◆ ABOUT THIS TASK ◆
Give back each line of the listing below that contains the string "TreeEntry".

◆ AVAILABLE DATA ◆

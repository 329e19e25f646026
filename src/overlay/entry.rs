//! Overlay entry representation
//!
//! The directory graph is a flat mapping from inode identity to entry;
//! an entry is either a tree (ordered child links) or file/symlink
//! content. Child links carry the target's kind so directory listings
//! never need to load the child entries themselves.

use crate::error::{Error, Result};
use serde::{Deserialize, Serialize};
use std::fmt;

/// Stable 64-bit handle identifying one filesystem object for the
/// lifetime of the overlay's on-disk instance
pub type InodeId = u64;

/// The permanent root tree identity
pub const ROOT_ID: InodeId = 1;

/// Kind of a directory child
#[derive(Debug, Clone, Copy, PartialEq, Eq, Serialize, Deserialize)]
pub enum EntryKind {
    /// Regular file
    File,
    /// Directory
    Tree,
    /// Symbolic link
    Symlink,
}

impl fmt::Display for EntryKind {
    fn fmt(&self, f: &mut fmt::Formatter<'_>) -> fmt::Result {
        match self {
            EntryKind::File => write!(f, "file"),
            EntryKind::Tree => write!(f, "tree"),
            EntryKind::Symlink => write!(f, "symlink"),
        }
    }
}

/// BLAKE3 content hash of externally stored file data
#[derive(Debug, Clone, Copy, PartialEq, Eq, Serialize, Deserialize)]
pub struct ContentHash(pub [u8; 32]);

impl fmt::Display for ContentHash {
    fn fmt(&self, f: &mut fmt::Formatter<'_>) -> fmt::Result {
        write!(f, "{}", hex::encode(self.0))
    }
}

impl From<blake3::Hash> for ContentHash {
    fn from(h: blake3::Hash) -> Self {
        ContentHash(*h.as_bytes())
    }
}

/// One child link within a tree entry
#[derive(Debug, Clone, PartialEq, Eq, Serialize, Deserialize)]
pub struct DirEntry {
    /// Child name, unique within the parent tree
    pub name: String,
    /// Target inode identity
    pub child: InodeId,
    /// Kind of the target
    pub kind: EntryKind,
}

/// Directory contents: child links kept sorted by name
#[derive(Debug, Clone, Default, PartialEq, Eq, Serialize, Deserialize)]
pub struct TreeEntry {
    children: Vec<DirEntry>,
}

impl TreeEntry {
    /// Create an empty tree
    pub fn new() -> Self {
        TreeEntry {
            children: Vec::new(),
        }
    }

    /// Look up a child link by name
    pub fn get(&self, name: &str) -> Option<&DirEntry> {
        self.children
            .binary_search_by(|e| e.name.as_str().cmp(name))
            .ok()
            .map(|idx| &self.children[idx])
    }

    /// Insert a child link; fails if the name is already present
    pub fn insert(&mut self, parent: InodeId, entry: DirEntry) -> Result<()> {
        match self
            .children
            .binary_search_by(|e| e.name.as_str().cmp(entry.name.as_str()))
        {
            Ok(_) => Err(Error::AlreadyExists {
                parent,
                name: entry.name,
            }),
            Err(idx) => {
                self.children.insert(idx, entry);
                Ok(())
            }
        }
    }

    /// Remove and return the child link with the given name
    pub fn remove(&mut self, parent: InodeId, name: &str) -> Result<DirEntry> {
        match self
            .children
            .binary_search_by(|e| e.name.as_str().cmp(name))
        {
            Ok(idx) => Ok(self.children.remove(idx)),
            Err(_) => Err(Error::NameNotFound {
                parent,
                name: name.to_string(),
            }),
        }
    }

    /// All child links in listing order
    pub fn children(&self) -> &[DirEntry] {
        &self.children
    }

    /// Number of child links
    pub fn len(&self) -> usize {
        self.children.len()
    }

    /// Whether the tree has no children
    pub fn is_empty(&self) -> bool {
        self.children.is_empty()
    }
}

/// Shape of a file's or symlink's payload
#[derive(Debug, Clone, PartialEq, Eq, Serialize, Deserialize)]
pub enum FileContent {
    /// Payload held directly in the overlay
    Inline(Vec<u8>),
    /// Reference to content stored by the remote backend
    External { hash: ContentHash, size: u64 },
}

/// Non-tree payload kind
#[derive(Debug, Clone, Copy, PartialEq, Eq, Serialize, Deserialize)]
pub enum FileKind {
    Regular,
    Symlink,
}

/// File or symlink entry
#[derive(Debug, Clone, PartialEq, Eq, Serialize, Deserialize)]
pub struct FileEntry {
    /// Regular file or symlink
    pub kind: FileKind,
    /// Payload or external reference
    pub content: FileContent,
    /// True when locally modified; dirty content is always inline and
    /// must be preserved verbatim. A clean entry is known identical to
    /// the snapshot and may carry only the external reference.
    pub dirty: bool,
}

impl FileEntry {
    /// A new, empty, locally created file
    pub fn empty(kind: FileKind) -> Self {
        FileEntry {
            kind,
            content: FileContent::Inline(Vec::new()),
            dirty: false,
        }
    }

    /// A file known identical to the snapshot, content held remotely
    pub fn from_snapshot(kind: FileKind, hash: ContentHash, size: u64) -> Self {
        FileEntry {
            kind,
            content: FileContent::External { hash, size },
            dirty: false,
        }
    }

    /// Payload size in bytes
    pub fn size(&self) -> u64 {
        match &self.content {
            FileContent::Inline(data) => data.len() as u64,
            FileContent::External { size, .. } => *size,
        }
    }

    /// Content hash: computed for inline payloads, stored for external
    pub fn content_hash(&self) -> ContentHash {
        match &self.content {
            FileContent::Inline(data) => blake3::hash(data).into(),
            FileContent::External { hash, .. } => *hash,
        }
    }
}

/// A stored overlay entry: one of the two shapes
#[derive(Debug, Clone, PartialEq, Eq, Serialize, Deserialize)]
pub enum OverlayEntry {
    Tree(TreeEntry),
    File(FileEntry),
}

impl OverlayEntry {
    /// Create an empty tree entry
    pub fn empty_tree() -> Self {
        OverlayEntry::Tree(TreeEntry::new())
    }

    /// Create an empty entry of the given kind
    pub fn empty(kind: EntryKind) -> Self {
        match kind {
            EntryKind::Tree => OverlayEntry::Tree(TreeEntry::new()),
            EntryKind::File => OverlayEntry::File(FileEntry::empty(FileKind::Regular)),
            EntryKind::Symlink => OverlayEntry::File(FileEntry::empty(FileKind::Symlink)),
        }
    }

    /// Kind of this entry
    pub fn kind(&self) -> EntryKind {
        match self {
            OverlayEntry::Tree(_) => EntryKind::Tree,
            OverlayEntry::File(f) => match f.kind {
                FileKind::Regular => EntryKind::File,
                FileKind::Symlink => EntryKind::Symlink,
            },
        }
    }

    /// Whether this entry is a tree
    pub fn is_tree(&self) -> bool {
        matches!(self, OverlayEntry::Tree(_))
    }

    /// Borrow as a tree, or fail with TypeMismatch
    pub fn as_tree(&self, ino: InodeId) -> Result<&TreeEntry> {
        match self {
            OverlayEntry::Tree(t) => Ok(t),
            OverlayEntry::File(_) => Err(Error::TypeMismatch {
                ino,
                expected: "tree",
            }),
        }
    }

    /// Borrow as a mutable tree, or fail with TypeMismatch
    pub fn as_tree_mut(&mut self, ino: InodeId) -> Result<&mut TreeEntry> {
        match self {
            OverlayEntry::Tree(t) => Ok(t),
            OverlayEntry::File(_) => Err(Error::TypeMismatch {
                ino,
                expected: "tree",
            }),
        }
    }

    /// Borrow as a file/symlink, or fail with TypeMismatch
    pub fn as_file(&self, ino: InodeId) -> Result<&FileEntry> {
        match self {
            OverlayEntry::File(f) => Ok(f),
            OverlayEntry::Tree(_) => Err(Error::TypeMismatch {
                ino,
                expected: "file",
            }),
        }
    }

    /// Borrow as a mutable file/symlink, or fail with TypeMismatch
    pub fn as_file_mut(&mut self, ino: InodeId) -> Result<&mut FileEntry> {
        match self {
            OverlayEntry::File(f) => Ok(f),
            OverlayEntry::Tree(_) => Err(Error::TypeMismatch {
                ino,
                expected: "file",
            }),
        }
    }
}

---

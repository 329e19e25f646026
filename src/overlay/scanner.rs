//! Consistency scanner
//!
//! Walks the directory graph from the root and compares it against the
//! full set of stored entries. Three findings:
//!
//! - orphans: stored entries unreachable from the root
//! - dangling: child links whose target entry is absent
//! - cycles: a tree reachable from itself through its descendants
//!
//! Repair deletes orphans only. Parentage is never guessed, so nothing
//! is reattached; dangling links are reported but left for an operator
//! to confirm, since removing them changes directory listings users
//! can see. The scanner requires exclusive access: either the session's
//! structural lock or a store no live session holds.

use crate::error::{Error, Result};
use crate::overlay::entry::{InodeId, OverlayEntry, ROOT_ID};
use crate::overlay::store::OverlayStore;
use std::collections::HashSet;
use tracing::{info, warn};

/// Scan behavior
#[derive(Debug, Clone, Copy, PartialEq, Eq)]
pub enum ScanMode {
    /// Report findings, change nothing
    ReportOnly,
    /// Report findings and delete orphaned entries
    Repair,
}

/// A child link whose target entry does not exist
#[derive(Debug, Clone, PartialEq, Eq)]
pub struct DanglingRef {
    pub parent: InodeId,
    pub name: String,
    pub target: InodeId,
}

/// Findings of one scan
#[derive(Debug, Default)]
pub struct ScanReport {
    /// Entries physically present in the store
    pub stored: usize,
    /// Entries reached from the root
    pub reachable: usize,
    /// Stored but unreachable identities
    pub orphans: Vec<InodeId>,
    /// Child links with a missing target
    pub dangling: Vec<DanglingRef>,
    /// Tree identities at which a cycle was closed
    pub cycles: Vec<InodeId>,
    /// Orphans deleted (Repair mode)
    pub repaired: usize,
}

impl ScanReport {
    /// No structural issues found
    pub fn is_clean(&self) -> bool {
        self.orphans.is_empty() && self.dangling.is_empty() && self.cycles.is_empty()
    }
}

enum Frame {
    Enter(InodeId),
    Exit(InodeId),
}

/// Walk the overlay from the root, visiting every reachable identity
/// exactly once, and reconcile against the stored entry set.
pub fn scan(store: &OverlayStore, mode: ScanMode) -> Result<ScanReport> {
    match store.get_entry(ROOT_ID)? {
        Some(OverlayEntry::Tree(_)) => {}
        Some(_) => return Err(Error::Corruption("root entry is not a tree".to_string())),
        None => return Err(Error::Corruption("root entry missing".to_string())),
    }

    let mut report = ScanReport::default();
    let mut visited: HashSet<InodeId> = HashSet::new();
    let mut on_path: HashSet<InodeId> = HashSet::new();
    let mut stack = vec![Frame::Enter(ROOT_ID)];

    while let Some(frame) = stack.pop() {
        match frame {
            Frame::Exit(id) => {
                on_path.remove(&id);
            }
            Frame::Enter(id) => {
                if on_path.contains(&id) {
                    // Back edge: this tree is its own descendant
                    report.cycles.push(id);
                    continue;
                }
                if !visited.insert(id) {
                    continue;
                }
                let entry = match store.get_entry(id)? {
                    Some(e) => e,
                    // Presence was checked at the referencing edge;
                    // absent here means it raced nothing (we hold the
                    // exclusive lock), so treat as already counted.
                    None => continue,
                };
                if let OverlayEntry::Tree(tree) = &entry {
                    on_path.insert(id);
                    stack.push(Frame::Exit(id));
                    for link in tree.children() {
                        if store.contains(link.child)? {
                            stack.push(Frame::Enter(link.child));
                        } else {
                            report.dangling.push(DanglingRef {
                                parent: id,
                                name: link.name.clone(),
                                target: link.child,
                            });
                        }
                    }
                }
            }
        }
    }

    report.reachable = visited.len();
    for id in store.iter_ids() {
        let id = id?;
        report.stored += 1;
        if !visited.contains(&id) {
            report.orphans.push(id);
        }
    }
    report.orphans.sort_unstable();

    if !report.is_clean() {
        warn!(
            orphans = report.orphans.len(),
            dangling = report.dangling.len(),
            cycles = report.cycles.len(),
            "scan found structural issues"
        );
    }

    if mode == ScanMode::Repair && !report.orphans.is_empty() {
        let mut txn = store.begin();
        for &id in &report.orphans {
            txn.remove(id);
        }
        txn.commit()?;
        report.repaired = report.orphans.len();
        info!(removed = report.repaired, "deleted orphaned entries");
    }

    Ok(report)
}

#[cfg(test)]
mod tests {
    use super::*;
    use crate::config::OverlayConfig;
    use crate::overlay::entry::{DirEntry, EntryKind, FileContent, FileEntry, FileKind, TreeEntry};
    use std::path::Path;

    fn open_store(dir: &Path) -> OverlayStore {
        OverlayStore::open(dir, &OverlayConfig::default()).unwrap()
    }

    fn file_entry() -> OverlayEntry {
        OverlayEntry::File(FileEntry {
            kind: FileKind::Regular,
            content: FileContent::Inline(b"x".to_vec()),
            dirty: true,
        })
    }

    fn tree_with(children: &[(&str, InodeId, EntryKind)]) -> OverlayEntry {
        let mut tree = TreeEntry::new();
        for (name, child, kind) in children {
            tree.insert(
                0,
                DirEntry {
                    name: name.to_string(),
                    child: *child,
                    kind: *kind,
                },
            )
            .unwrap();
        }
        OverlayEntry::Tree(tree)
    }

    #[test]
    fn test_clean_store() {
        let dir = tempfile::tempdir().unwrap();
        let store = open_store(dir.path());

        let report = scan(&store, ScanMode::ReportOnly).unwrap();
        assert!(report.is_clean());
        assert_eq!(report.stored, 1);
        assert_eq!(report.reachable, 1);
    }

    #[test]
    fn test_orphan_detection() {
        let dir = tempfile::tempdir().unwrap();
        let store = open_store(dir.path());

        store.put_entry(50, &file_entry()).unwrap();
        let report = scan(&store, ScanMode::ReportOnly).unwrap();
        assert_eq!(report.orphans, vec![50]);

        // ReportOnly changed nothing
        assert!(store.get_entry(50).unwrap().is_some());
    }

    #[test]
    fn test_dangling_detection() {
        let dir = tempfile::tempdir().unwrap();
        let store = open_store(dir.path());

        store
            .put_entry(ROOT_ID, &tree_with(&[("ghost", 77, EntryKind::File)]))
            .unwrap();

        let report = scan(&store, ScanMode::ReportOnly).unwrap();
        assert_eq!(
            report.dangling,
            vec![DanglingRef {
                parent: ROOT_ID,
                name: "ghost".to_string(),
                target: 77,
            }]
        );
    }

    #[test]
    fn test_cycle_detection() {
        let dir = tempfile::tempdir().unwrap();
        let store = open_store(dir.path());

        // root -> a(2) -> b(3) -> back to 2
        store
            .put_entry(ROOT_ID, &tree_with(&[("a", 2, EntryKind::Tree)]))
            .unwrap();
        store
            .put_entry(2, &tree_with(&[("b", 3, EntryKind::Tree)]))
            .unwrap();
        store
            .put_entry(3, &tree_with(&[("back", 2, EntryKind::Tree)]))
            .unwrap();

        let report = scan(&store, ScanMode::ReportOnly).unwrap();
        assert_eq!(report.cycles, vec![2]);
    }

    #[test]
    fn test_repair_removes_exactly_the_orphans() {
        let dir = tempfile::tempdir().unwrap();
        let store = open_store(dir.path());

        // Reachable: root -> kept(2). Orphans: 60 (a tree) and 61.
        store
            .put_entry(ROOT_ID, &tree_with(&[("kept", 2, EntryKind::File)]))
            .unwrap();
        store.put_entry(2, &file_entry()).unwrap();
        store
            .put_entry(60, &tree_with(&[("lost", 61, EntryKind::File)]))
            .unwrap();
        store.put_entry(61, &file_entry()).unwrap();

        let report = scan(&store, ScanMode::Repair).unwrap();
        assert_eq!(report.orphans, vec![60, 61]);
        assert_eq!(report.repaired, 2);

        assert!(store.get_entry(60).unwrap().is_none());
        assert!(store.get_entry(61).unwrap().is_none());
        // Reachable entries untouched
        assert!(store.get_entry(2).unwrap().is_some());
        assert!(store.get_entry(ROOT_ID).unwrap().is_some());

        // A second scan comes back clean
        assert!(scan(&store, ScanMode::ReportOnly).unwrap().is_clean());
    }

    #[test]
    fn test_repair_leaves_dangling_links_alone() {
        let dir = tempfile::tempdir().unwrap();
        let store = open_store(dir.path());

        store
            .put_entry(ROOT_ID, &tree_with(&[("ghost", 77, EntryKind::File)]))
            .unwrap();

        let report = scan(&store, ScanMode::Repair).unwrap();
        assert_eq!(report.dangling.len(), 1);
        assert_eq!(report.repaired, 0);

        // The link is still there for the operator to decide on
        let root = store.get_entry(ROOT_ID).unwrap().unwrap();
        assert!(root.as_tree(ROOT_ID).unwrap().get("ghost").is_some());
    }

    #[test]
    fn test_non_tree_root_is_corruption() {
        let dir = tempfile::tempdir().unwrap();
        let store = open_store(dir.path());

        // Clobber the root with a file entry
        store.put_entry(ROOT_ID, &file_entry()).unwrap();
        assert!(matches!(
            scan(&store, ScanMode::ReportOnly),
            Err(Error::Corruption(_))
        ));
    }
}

◆ ANSWER BELOW ◆
pub struct TreeEntry {
impl TreeEntry {
        TreeEntry {
    Tree(TreeEntry),
        OverlayEntry::Tree(TreeEntry::new())
            EntryKind::Tree => OverlayEntry::Tree(TreeEntry::new()),
    pub fn as_tree(&self, ino: InodeId) -> Result<&TreeEntry> {
    pub fn as_tree_mut(&mut self, ino: InodeId) -> Result<&mut TreeEntry> {
    use crate::overlay::entry::{DirEntry, EntryKind, FileContent, FileEntry, FileKind, TreeEntry};
        let mut tree = TreeEntry::new();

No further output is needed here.